# Need lots of good vibes for the next few days



## abbys (Oct 13, 2012)

My boyfriend is a volunteer firefighter and his lifelong dream is to be a professional firefighter. He has trained, drilled, studied and tested for about 5 years now only to have the counties continually cut the emergency services budget, preventing any station from hiring. Add to that the fact that he's in a large city (i.e. tough to get into) with a strong military presence in the area, and more and more it feels like it's never going to happen for him, even though he's passed every physical, written, and oral test with flying colors.

Now there's a tiny beacon of light. He applied for a position at a station 75 miles north of where he is now, and they called him back saying they want to recruit him!!!!!!

It's such a nerve-wracking process! The first interview is scheduled for Monday afternoon, and if that panel likes him they'll schedule him for another panel interview on Tuesday. If Tuesday goes well, he'll interview with the chief on Wednesday. Since it's so far away we're staying at a hotel up there, hoping he'll get called back.

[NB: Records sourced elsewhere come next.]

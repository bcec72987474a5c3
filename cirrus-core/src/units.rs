//! # Unit Vocabulary
//!
//! Static table of physical units and the spellings accepted for each one.
//!
//! | Unit     | Spellings                              |
//! |----------|----------------------------------------|
//! | meters   | meters, meter, metres, metre, m        |
//! | inches   | inches, inch                           |
//! | feet     | feet, foot, ft                         |
//! | miles    | miles, mile, mi                        |
//! | minute   | minute, minutes, mins, min             |
//! | second   | second, seconds, secs, sec, s          |
//! | hour     | hour, hours, hrs, hr, h                |
//! | day      | day, days, d                           |
//!
//! ## Matching rule
//!
//! Spellings of at most two characters only match a token that is exactly
//! equal to them, so "m" never matches inside "main". Longer spellings match
//! any token that starts with them ("meter" matches "meters").
//!
//! Units are tried in declaration order and the first match wins.

use serde::{Deserialize, Serialize};

/// Spellings up to this many characters require exact equality.
const EXACT_MATCH_MAX_LEN: usize = 2;

/// A physical unit attached to a quantity.
#[derive(Debug, Clone, Copy, PartialEq, Eq, Hash, Serialize, Deserialize)]
#[serde(rename_all = "snake_case")]
pub enum Unit {
    None,
    Meters,
    Inches,
    Feet,
    Miles,
    Minute,
    Second,
    Hour,
    Day,
}

impl Unit {
    /// Every unit in declaration order. The order is the matching tie-break.
    pub const ALL: [Unit; 9] = [
        Unit::None,
        Unit::Meters,
        Unit::Inches,
        Unit::Feet,
        Unit::Miles,
        Unit::Minute,
        Unit::Second,
        Unit::Hour,
        Unit::Day,
    ];

    /// Canonical display name.
    pub fn name(&self) -> &'static str {
        self.spellings()[0]
    }

    /// Accepted spellings, lowercase. The first spelling is the canonical name.
    pub fn spellings(&self) -> &'static [&'static str] {
        match self {
            Unit::None => &["none"],
            Unit::Meters => &["meters", "meter", "metres", "metre", "m"],
            Unit::Inches => &["inches", "inch"],
            Unit::Feet => &["feet", "foot", "ft"],
            Unit::Miles => &["miles", "mile", "mi"],
            Unit::Minute => &["minute", "minutes", "mins", "min"],
            Unit::Second => &["second", "seconds", "secs", "sec", "s"],
            Unit::Hour => &["hour", "hours", "hrs", "hr", "h"],
            Unit::Day => &["day", "days", "d"],
        }
    }

    /// Returns `true` if `token` (already lowercase) is one of this unit's spellings.
    fn accepts(&self, token: &str) -> bool {
        self.spellings().iter().any(|spelling| {
            if spelling.chars().count() <= EXACT_MATCH_MAX_LEN {
                token == *spelling
            } else {
                token.starts_with(spelling)
            }
        })
    }
}

impl std::fmt::Display for Unit {
    fn fmt(&self, f: &mut std::fmt::Formatter<'_>) -> std::fmt::Result {
        f.write_str(self.name())
    }
}

/// Looks up the unit named by `token`, case-insensitively.
///
/// [`Unit::None`] is never returned: a token that names no unit yields `None`.
pub fn has_unit(token: &str) -> Option<Unit> {
    let token = token.to_lowercase();
    Unit::ALL
        .iter()
        .skip(1)
        .copied()
        .find(|unit| unit.accepts(&token))
}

I'm so nervous for him! He's worked so hard for so long, and he's been dragged down and put up with so much mistreatment from his current job (mechanic) and it's time for karma to recognize that. He's such a good person, he works so hard and he gives so much and never asks for or expects anything in return and I just want to see him come home from work with a smile on his face. He's earned this and he deserves it, and he needs all the positive vibes he can get.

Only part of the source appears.